H2ST: Hierarchical Two-Sample Tests for Continual Out-of-Distribution Detection¶

Conference: CVPR 2025
arXiv: 2503.14832
Code: https://github.com/YuhangLiuu/H2ST
Area: Others
Keywords: OOD detection, Continual learning, Two-sample test, Hierarchical architecture, Threshold-free

TL;DR¶

Proposes the H2ST method, which utilizes a hierarchical two-sample test framework to achieve OOD detection in continual learning. Each task corresponds to a feature-level source-target binary classifier layer that automatically determines ID/OOD through Clopper-Pearson confidence interval hypothesis testing (requiring no manual threshold), while providing task ID prediction capabilities. It outperforms MSP, Energy, and ODIN across 7 benchmarks and improves computational efficiency by \((T+1)/2\) times.

Background & Motivation¶

Background¶

Background: Task-continual learning (TIL) assumes data is within a closed-set distribution, but models in open-world environments must identify OOD samples.

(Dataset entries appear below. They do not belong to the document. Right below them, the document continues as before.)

//! Google Geocoding API reverse geocoder.

use anyhow::{anyhow, bail, Result};
use chrono::{DateTime, Utc};
use serde::Deserialize;
use std::time::Duration;

use super::ReverseGeocoder;
use crate::model::{Coordinates, Country, Location};

#[derive(Debug, Deserialize)]
struct GeocodeResponse {
    #[serde(default)]
    results: Vec<GeocodeResult>,
    #[serde(default)]
    status: String,
}

#[derive(Debug, Deserialize)]
struct GeocodeResult {
    #[serde(default)]
    types: Vec<String>,
    #[serde(default)]
    address_components: Vec<AddressComponent>,
}

#[derive(Debug, Deserialize)]
struct AddressComponent {
    long_name: String,
    short_name: String,
    #[serde(default)]
    types: Vec<String>,
}

impl GeocodeResult {
    fn component(&self, kind: &str) -> Option<&AddressComponent> {
        self.address_components
            .iter()
            .find(|c| c.types.iter().any(|t| t == kind))
    }

    /// Long name of the first component matching any of `kinds`, in order.
    fn pick(&self, kinds: &[&str]) -> String {
        kinds
            .iter()
            .filter_map(|kind| self.component(kind))
            .map(|c| c.long_name.clone())
            .find(|name| !name.is_empty())
            .unwrap_or_default()
    }
}

pub struct GoogleGeocoder {
    endpoint: String,
    api_key: String,
    agent: ureq::Agent,
}

impl GoogleGeocoder {
    pub fn new(endpoint: &str, api_key: &str, timeout: Duration) -> Self {
        let agent = ureq::AgentBuilder::new().timeout(timeout).build();
        Self {
            endpoint: endpoint.to_string(),
            api_key: api_key.to_string(),
            agent,
        }
    }
}

impl ReverseGeocoder for GoogleGeocoder {
    fn reverse_geocode(&self, coords: Coordinates, _time: DateTime<Utc>) -> Result<Location> {
        let response: GeocodeResponse = self
            .agent
            .get(&self.endpoint)
            .query("latlng", &format!("{},{}", coords.lat, coords.lng))
            .query("key", &self.api_key)
            .call()
            .map_err(|e| anyhow!("Geocode request failed: {}", e))?
            .into_json()
            .map_err(|e| anyhow!("Failed to parse geocode response: {}", e))?;

        location_from_response(response, coords)
    }
}

fn location_from_response(response: GeocodeResponse, coords: Coordinates) -> Result<Location> {
    let Some(first) = response.results.first() else {
        bail!("no geocode results found (status {:?})", response.status);
    };
    let address = response
        .results
        .iter()
        .find(|r| r.types.iter().any(|t| t == "street_address"))
        .unwrap_or(first);

    let country = address
        .component("country")
        .map(|c| Country {
            short: c.short_name.clone(),
            long: c.long_name.clone(),
        })
        .unwrap_or_default();

    Ok(Location {
        country,
        region: address.pick(&["administrative_area_level_2", "administrative_area_level_1"]),
        locality: address.pick(&[
            "sublocality",
            "locality",
            "postal_town",
            "administrative_area_level_2",
        ]),
        timezone: String::new(),
        coordinates: coords,
    })
}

Existing OOD detection methods (such as MSP, Energy, and ODIN) rely on threshold selection, heavily depend on model performance, and cannot provide task-level IDs.

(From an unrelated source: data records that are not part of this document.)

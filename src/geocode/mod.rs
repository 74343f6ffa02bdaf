//! Location resolution for imported media.
//!
//! Coordinates come from the file itself or, failing that, from the nearest
//! GPX track point in time. They are then reverse geocoded into a place and
//! paired with a timezone name.

pub mod google;
pub mod timezone;

use anyhow::Result;
use chrono::{DateTime, Utc};
use std::sync::Arc;

use crate::model::{Coordinates, Location};
use crate::track::NearestPointQuery;

pub use google::GoogleGeocoder;
pub use timezone::{Geo2TzLookup, TzfLookup};

/// Coordinates to place. The returned location's `timezone` is left empty.
pub trait ReverseGeocoder: Send + Sync {
    fn reverse_geocode(&self, coords: Coordinates, time: DateTime<Utc>) -> Result<Location>;
}

pub trait LookupTimezone: Send + Sync {
    fn lookup_timezone(&self, coords: Coordinates, time: DateTime<Utc>) -> Result<String>;
}

/// `Ok(None)` means no coordinates could be found, which is not an error.
pub trait Geocoder: Send + Sync {
    fn geocode(
        &self,
        coords: Option<Coordinates>,
        capture_time: DateTime<Utc>,
    ) -> Result<Option<Location>>;
}

/// Reverse geocoder used when no provider is configured: the location keeps
/// its coordinates and timezone but names no place.
pub struct CoordinatesOnly;

impl ReverseGeocoder for CoordinatesOnly {
    fn reverse_geocode(&self, coords: Coordinates, _time: DateTime<Utc>) -> Result<Location> {
        Ok(Location {
            coordinates: coords,
            ..Default::default()
        })
    }
}

pub struct MediaGeocoder {
    nearest: Arc<dyn NearestPointQuery>,
    reverse: Arc<dyn ReverseGeocoder>,
    timezone: Arc<dyn LookupTimezone>,
}

impl MediaGeocoder {
    pub fn new(
        nearest: Arc<dyn NearestPointQuery>,
        reverse: Arc<dyn ReverseGeocoder>,
        timezone: Arc<dyn LookupTimezone>,
    ) -> Self {
        Self {
            nearest,
            reverse,
            timezone,
        }
    }

    fn resolve_coordinates(
        &self,
        coords: Option<Coordinates>,
        capture_time: DateTime<Utc>,
    ) -> Result<Option<Coordinates>> {
        if let Some(c) = coords.filter(|c| !c.is_zero()) {
            return Ok(Some(c));
        }

        let inferred = self
            .nearest
            .nearest(capture_time)?
            .map(|p| p.coordinates)
            .filter(|c| !c.is_zero());
        if let Some(c) = inferred {
            tracing::debug!(lat = c.lat, lng = c.lng, time = %capture_time, "Inferred coordinates from track");
        }
        Ok(inferred)
    }
}

impl Geocoder for MediaGeocoder {
    fn geocode(
        &self,
        coords: Option<Coordinates>,
        capture_time: DateTime<Utc>,
    ) -> Result<Option<Location>> {
        let Some(coords) = self.resolve_coordinates(coords, capture_time)? else {
            return Ok(None);
        };

        let mut location = self.reverse.reverse_geocode(coords, capture_time)?;
        location.coordinates = coords;
        location.timezone = self.timezone.lookup_timezone(coords, capture_time)?;
        Ok(Some(location))
    }
}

Limitations of Prior Work: (1) Threshold sensitivity: different deployment environments require different thresholds, making manual tuning infeasible; (2) Reliance on model outputs: softmax/energy scores are heavily influenced by model overfitting; (3) Binary OOD decision only: unable to identify which specific task the OOD sample belongs to.

Key Challenge: As tasks continuously increase in continual learning, the complexity of OOD detection and the demand for task ID identification grow synchronously, yet existing methods lack the design for an incremental OOD detection mechanism.

Goal: Design a threshold-free, incrementally extensible statistical detection framework that can perform both OOD detection and task ID prediction.

Key Insight: Replace score-based threshold determination with two-sample tests (comparing whether the feature distribution of test samples matches that of training data) and use a hierarchical architecture to achieve incremental scalability and early-exit mechanisms.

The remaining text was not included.